El 'Melendazo', la historia perfecta

El 'Melendazo', la historia perfecta

Triunfo histórico. No era la celebración de un título, pero lo parecía. Al final del partido, Messi lanzó el balón a la la grada de Cornellà-El Prat, esa que con sus latidos había acompañado a su Espanyol, que anoche se fue creyendo que podía ganar el derbi y lo hizo con una tormenta perfecta. Y sus jugadores se abrazaron con fiereza. Tuvieron que regresar del vestuario ante el delirio de sus aficionados. La gente se levantó de sus asientos y el frío desapareció por completo. El gol de Melendo, el único chico que ha pasado de la Escola al primer equipo, acabó con la condición de invicto del Barça y logró un triunfo perico desde 2009. Del Delapeñazo al Melendazo. Cornellà ya tiene su derbi.

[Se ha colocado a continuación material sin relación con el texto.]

//! Output formatting: table, JSON, YAML, plain.
//!
//! Renders data in the format selected by `--output`. Table uses `tabled`,
//! structured formats use serde, plain emits one value per line.

use std::io::{self, IsTerminal, Write};

use owo_colors::OwoColorize;
use tabled::{Table, Tabled, settings::Style};

use crate::cli::{ColorMode, OutputFormat};
use crate::error::CliError;

// ── Color helpers ────────────────────────────────────────────────────

/// Determine whether color output should be enabled.
pub fn should_color(mode: &ColorMode) -> bool {
    match mode {
        ColorMode::Always => true,
        ColorMode::Never => false,
        ColorMode::Auto => io::stdout().is_terminal() && std::env::var("NO_COLOR").is_err(),
    }
}

/// Sync state label, yellow while a local write is unconfirmed.
pub fn state_label(pending: bool, color: bool) -> String {
    match (pending, color) {
        (true, true) => "pending".yellow().to_string(),
        (true, false) => "pending".into(),
        (false, true) => "synced".green().to_string(),
        (false, false) => "synced".into(),
    }
}

// ── Render dispatchers ───────────────────────────────────────────────

/// Render a list of serde-serializable + tabled items in the chosen format.
pub fn render_list<T, R>(
    format: &OutputFormat,
    data: &[T],
    to_row: impl Fn(&T) -> R,
    id_fn: impl Fn(&T) -> String,
) -> Result<String, CliError>
where
    T: serde::Serialize,
    R: Tabled,
{
    Ok(match format {
        OutputFormat::Table => {
            let rows: Vec<R> = data.iter().map(to_row).collect();
            render_table(&rows)
        }
        OutputFormat::Json => serde_json::to_string_pretty(data)?,
        OutputFormat::JsonCompact => serde_json::to_string(data)?,
        OutputFormat::Yaml => serde_yaml::to_string(data)?,
        OutputFormat::Plain => data.iter().map(&id_fn).collect::<Vec<_>>().join("\n"),
    })
}

/// Render a single item. Table rendering uses `detail_fn`, since
/// single-item views don't use `Tabled`.
pub fn render_single<T>(
    format: &OutputFormat,
    data: &T,
    detail_fn: impl Fn(&T) -> String,
    id_fn: impl Fn(&T) -> String,
) -> Result<String, CliError>
where
    T: serde::Serialize,
{
    Ok(match format {
        OutputFormat::Table => detail_fn(data),
        OutputFormat::Json => serde_json::to_string_pretty(data)?,
        OutputFormat::JsonCompact => serde_json::to_string(data)?,
        OutputFormat::Yaml => serde_yaml::to_string(data)?,
        OutputFormat::Plain => id_fn(data),
    })
}

/// Print the rendered output to stdout, respecting quiet mode.
pub fn print_output(output: &str, quiet: bool) {
    if quiet || output.is_empty() {
        return;
    }
    let mut stdout = io::stdout().lock();
    let _ = writeln!(stdout, "{output}");
}

fn render_table<R: Tabled>(rows: &[R]) -> String {
    Table::new(rows).with(Style::rounded()).to_string()
}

Cambio de planes. Quique le dio una vuelta de tuerca a su plan y le salió bien pese al conservadurismo de la primera parte. El equipo blanquiazul llega con vida al Camp Nou y no hay mejor medicamento para sanar las heridas que abrió el técnico con el Stoke que anular a tu eterno rival. Además, la cantera le fue al rescate. Centro de Navarro y gol de Melendo, el pequeño Silva, dos jugadores que el entrenador hizo debutar en su primera temporada.

Del revés. Y eso que el encuentro comenzó con la cruz. Lo primero que hizo el Espanyol cuando recuperó el balón fue dárselo a Messi. Lo segundo, hacer una falta. Y, lo tercero, despejar el balón a la cabeza de Fuego. Esa jugada resumía el plan de Quique: no tener jugadores por delante de la pelota, detener a Messi de cualquier manera y evitar el peligro con balones largos. Plan cumplido. Al 0-0 se unieron Leo, Dídac y Melendo, y Diego López le detuvo un penalti soberbio a Messi, que demuestra lo gran portero que es. Hace un año, se lastimó en el Camp Nou por un pisotón de Luis Suárez y empezó su calvario. Hoy vuelve a sonreír y está dispuesto a quitarle la titularidad a Pau.

Colérica Cornellà. La grada presentó un ambiente festivo. Apenas se escucharon silbidos cuando se pronunció su nombre por megafonía. Todos ellos, antes y durante el encuentro, se los llevó el Barcelona de Valverde. Incluso los hinchas que entran por la puerta 89, la que lleva su nombre, también le dedicaron una sonora pitada al que ahora es su equipo. “A por ellos”, les aconsejaba la Juvenil. Luego, la Grada Canito inició algunos cánticos más beligerantes. Un derbi. Con lo bueno y la malo. Y con la victoria del Espanyol después de una etapa de tinieblas.